Both images parallel a stylized image of the Gorgon on a black-figure personalized vase decorated by the artist Nessa (c. 600 BC), with the face and shoulders turned frontally and the legs depicted running or kneeling. At that time, images of terrifying monsters took precedence over the attention to human figures that was developed in humanistic philosophy.

The strict Classical style (500 - 450 BC) is represented by the pediment sculptures of the Temple of Zeus at Olympia (470 - 456 BC). The eastern pediment represents the moment of stillness and the "looming drama" before the start of the chariot race, the figures of Zeus and his rivals representing a strict and idealized representation of the human body. The west pediment features Apollo as the central figure, "majestic" and "far away", towering over the battle of the Lapiths and Centaurs in strong contrast to the east pediment due to its depiction of violent action, which Donald Strong described as "the most powerful fragment of illustration" for a hundred years.

The shallow reliefs and three-dimensional sculpture that decorated the friezes and pediments, respectively, of the Parthenon are realistic creations of the high classical style (450 - 400 BC), they were created under the direction of the sculptor Phidias. The pediment sculpture represents the gods of Olympus, and the frieze shows the procession of the Panathenaic procession and the ceremonial events that took place every four years in honor of the titular Goddess of Athens.

The frieze and remaining figures of the east pediment demonstrate a deep understanding of the structure of the human body and how it changes depending on the position of the body and the impact that actions and emotions have on it. Benjamin Robert Haydon describes the reclining figure of Dionysus as "...the most heroic style of art, combined with all the necessary details of real life."

The names of many famous sculptors are known from the late classical period (400 - 323 BC), among them Timotheos, Praxiteles, Leochares and Scopas, but their works are known mainly from Roman copies. Little architectural sculpture from this period remains unchanged. In the Temple of Asclepius in Epidaurus there was a sculpture of Timoteos, created by him together with Theodotos.
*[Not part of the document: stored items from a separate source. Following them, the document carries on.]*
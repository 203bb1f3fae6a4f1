//! Cross-linking scanned keys to routing entries, the agent, and remotes.
//!
//! Every function annotates the keys in place and is idempotent.

use gk_core::PlatformKind;
use gk_core::naming::same_fingerprint;
use gk_core::scan::{DiscoveredKey, SshConfigHost};

/// Record, on each key, the aliases whose identity file is that key
/// (either the private or the public file).
pub fn link_hosts(keys: &mut [DiscoveredKey], hosts: &[SshConfigHost]) {
    for key in keys.iter_mut() {
        for host in hosts {
            let uses_key =
                host.identity_file == key.path || host.identity_file == key.public_key_path;
            if uses_key && !key.used_by.contains(&host.alias) {
                key.used_by.push(host.alias.clone());
            }
        }
    }
}

/// `in_agent` is true exactly when the key's fingerprint was listed.
pub fn mark_agent(keys: &mut [DiscoveredKey], loaded: &[String]) {
    for key in keys.iter_mut() {
        key.in_agent = loaded
            .iter()
            .any(|fingerprint| same_fingerprint(fingerprint, &key.fingerprint));
    }
}

/// Flag keys whose fingerprint is registered on `kind`. Returns the number matched.
pub fn mark_remote(keys: &mut [DiscoveredKey], kind: PlatformKind, remote: &[String]) -> usize {
    let mut matched = 0;
    for key in keys.iter_mut() {
        let registered = remote
            .iter()
            .any(|fingerprint| same_fingerprint(fingerprint, &key.fingerprint));
        if registered {
            matched += 1;
            if !key.registered_on.contains(&kind) {
                key.registered_on.push(kind);
            }
        }
    }
    matched
}

#[cfg(test)]
mod tests {
    use super::*;
    use std::path::PathBuf;

    fn key(path: &str, fingerprint: &str) -> DiscoveredKey {
        DiscoveredKey {
            path: PathBuf::from(path),
            public_key_path: PathBuf::from(format!("{path}.pub")),
            key_type: "ssh-ed25519".into(),
            bits: 256,
            fingerprint: fingerprint.into(),
            comment: String::new(),
            modified: None,
            used_by: Vec::new(),
            in_agent: false,
            registered_on: Vec::new(),
        }
    }

    fn host(alias: &str, identity: &str) -> SshConfigHost {
        SshConfigHost {
            alias: alias.into(),
            hostname: "github.com".into(),
            user: None,
            identity_file: PathBuf::from(identity),
        }
    }

    #[test]
    fn hosts_link_by_private_or_public_path() {
        let mut keys = vec![key("/k/a", "SHA256:a"), key("/k/b", "SHA256:b")];
        let hosts = vec![host("gh", "/k/a"), host("gh-pub", "/k/a.pub"), host("other", "/k/z")];
        link_hosts(&mut keys, &hosts);
        link_hosts(&mut keys, &hosts);
        assert_eq!(keys[0].used_by, vec!["gh".to_string(), "gh-pub".to_string()]);
        assert!(keys[1].used_by.is_empty());
    }

    #[test]
    fn agent_flag_tracks_listing() {
        let mut keys = vec![key("/k/a", "SHA256:a"), key("/k/b", "SHA256:b")];
        mark_agent(&mut keys, &["a".to_string()]);
        assert!(keys[0].in_agent);
        assert!(!keys[1].in_agent);

        mark_agent(&mut keys, &[]);
        assert!(!keys[0].in_agent);
    }

    #[test]
    fn remote_matches_are_prefix_insensitive() {
        let mut keys = vec![key("/k/a", "SHA256:a"), key("/k/b", "b")];
        let matched = mark_remote(
            &mut keys,
            PlatformKind::GitLab,
            &["a".to_string(), "SHA256:b".to_string()],
        );
        assert_eq!(matched, 2);
        assert_eq!(keys[1].registered_on, vec![PlatformKind::GitLab]);
    }
}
Fragments of the eastern pediment have been preserved; they depict the sack of Troy. In this scene, the space is filled with figures that are carefully arranged to match the slope and accessible form, as in the earlier example, the east pediment of the Temple of Zeus on Olympus.
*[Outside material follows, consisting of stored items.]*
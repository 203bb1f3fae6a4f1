//! Revocation saga.
//!
//! Targets never include keys that are already revoked. A failed remote
//! deletion leaves that key untouched and does not stop the others.

use std::path::PathBuf;

use gk_core::naming::same_fingerprint;
use gk_core::{DeclaredConfig, KeyStatus, StepOutcome};
use gk_platform::PlatformError;
use gk_ssh::public_key_path;
use serde::Serialize;

use crate::error::LifecycleError;
use crate::select::{PairLabel, Selection};
use crate::toolkit::Toolkit;

#[derive(Debug, Clone, PartialEq, Eq)]
pub enum RevokeTarget {
    Pairs(Selection),
    Fingerprint(String),
}

#[derive(Debug, Clone, Copy, Default)]
pub struct RevokeOptions {
    /// Also delete the private and public key files.
    pub delete_local: bool,
}

#[derive(Debug, Clone, PartialEq, Eq, Serialize)]
pub struct FileRemoval {
    pub path: PathBuf,
    #[serde(flatten)]
    pub outcome: StepOutcome,
}

#[derive(Debug, Clone, PartialEq, Eq, Serialize)]
pub struct RevokedKey {
    #[serde(flatten)]
    pub pair: PairLabel,
    pub fingerprint: String,
    pub remote: StepOutcome,
    /// Marked revoked in the declared model.
    pub revoked: bool,
    #[serde(skip_serializing_if = "Vec::is_empty")]
    pub files: Vec<FileRemoval>,
}

#[derive(Debug, Clone, Default, PartialEq, Eq, Serialize)]
pub struct RevocationReport {
    pub keys: Vec<RevokedKey>,
}

impl RevocationReport {
    #[must_use]
    pub fn revoked(&self) -> usize {
        self.keys.iter().filter(|k| k.revoked).count()
    }

    #[must_use]
    pub fn failed(&self) -> usize {
        self.keys.len() - self.revoked()
    }

    /// The declared model must be saved.
    #[must_use]
    pub fn changed(&self) -> bool {
        self.revoked() > 0
    }

    #[must_use]
    pub fn is_failure(&self) -> bool {
        self.failed() > 0
    }
}

/// `(persona, platform, key)` indices of every non-revoked target.
///
/// # Errors
///
/// [`LifecycleError::FingerprintNotFound`] when no declared key carries the
/// fingerprint, or a selection error.
pub fn revocation_targets(
    config: &DeclaredConfig,
    target: &RevokeTarget,
) -> Result<Vec<(usize, usize, usize)>, LifecycleError> {
    let pairs = match target {
        RevokeTarget::Pairs(selection) => selection.resolve(config)?,
        RevokeTarget::Fingerprint(fingerprint) => {
            if !config.has_fingerprint(fingerprint) {
                return Err(LifecycleError::FingerprintNotFound(fingerprint.clone()));
            }
            crate::select::pairs(config).collect()
        }
    };

    let mut targets = Vec::new();
    for pair in pairs {
        let platform = &config.personas[pair.persona].platforms[pair.platform];
        for (ki, key) in platform.keys.iter().enumerate() {
            if key.status == KeyStatus::Revoked {
                continue;
            }
            if let RevokeTarget::Fingerprint(fingerprint) = target
                && !same_fingerprint(&key.fingerprint, fingerprint)
            {
                continue;
            }
            targets.push((pair.persona, pair.platform, ki));
        }
    }
    Ok(targets)
}

/// Revoke every target. `config` is updated in place; the caller persists
/// it when [`RevocationReport::changed`].
///
/// # Errors
///
/// Only target resolution errors, raised before anything is touched.
pub async fn revoke(
    toolkit: &Toolkit<'_>,
    config: &mut DeclaredConfig,
    target: &RevokeTarget,
    options: RevokeOptions,
) -> Result<RevocationReport, LifecycleError> {
    let targets = revocation_targets(config, target)?;
    let mut report = RevocationReport::default();

    for (pi, qi, ki) in targets {
        let persona = &config.personas[pi];
        let platform = &persona.platforms[qi];
        let key = &platform.keys[ki];
        let label = PairLabel::of(persona, platform);

        let remote = match key.remote_id.as_deref() {
            None => StepOutcome::skipped("not registered remotely"),
            Some(id) => match toolkit.connect(platform) {
                Err(error) => StepOutcome::failed(error),
                Ok(api) => match api.delete_key(id).await {
                    Ok(()) => StepOutcome::Done,
                    Err(PlatformError::NotFound(_)) => {
                        tracing::info!(pair = %label, remote_id = id, "remote key already gone");
                        StepOutcome::Done
                    }
                    Err(error) => StepOutcome::failed(error),
                },
            },
        };
        let revoked = !remote.is_failed();
        let fingerprint = key.fingerprint.clone();
        let local = (!key.local_path.trim().is_empty())
            .then(|| toolkit.session.resolve_key_path(&key.local_path));

        if !revoked {
            tracing::warn!(pair = %label, %fingerprint, %remote, "revocation failed; key left active");
            report.keys.push(RevokedKey {
                pair: label,
                fingerprint,
                remote,
                revoked,
                files: Vec::new(),
            });
            continue;
        }

        config.personas[pi].platforms[qi].keys[ki].status = KeyStatus::Revoked;
        tracing::info!(pair = %label, %fingerprint, "key revoked");

        let files = match local {
            Some(path) if options.delete_local => delete_files(&path),
            _ => Vec::new(),
        };
        report.keys.push(RevokedKey {
            pair: label,
            fingerprint,
            remote,
            revoked,
            files,
        });
    }
    Ok(report)
}

/// Delete each file of the pair, reporting every file separately.
fn delete_files(private: &std::path::Path) -> Vec<FileRemoval> {
    [private.to_path_buf(), public_key_path(private)]
        .into_iter()
        .map(|path| {
            let outcome = match std::fs::remove_file(&path) {
                Ok(()) => StepOutcome::Done,
                Err(error) if error.kind() == std::io::ErrorKind::NotFound => {
                    StepOutcome::skipped("not present")
                }
                Err(error) => {
                    tracing::warn!(path = %path.display(), %error, "could not delete key file");
                    StepOutcome::failed(error)
                }
            };
            FileRemoval { path, outcome }
        })
        .collect()
}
But here the figures are in more passionate poses, the central place is occupied not by the main god, but by the dynamic figure of Neoptolemus, grabbing the aged king Priam and striking him. The remaining fragments give the impression of a range of human emotions, fear, horror, cruelty and lust for conquest. The acroteria were decorated with sculptures of Timothy, except for the acroteria in the center of the eastern pediment, which the architects worked on. The fingered acroteria have been replaced here by small figures, the eastern pediment is crowned by the winged goddess Nike, balancing against the wind.

Hellenistic architectural sculpture (323 - 31 BC) became more vibrant in its rendering of both expression and movement, which is often emphasized by flowing robes, a famous example being the Nike of Samothrace, which adorns a ship-shaped monument. On the Pergamon Altar (c. 180-160 BC) there is a frieze (120 meters long and 2.3 meters high) of figures in very high high relief. The frieze depicts the battle for supremacy between the gods and the titans, and it uses many dramatic techniques - madness, pathos and triumph - to convey a sense of conflict.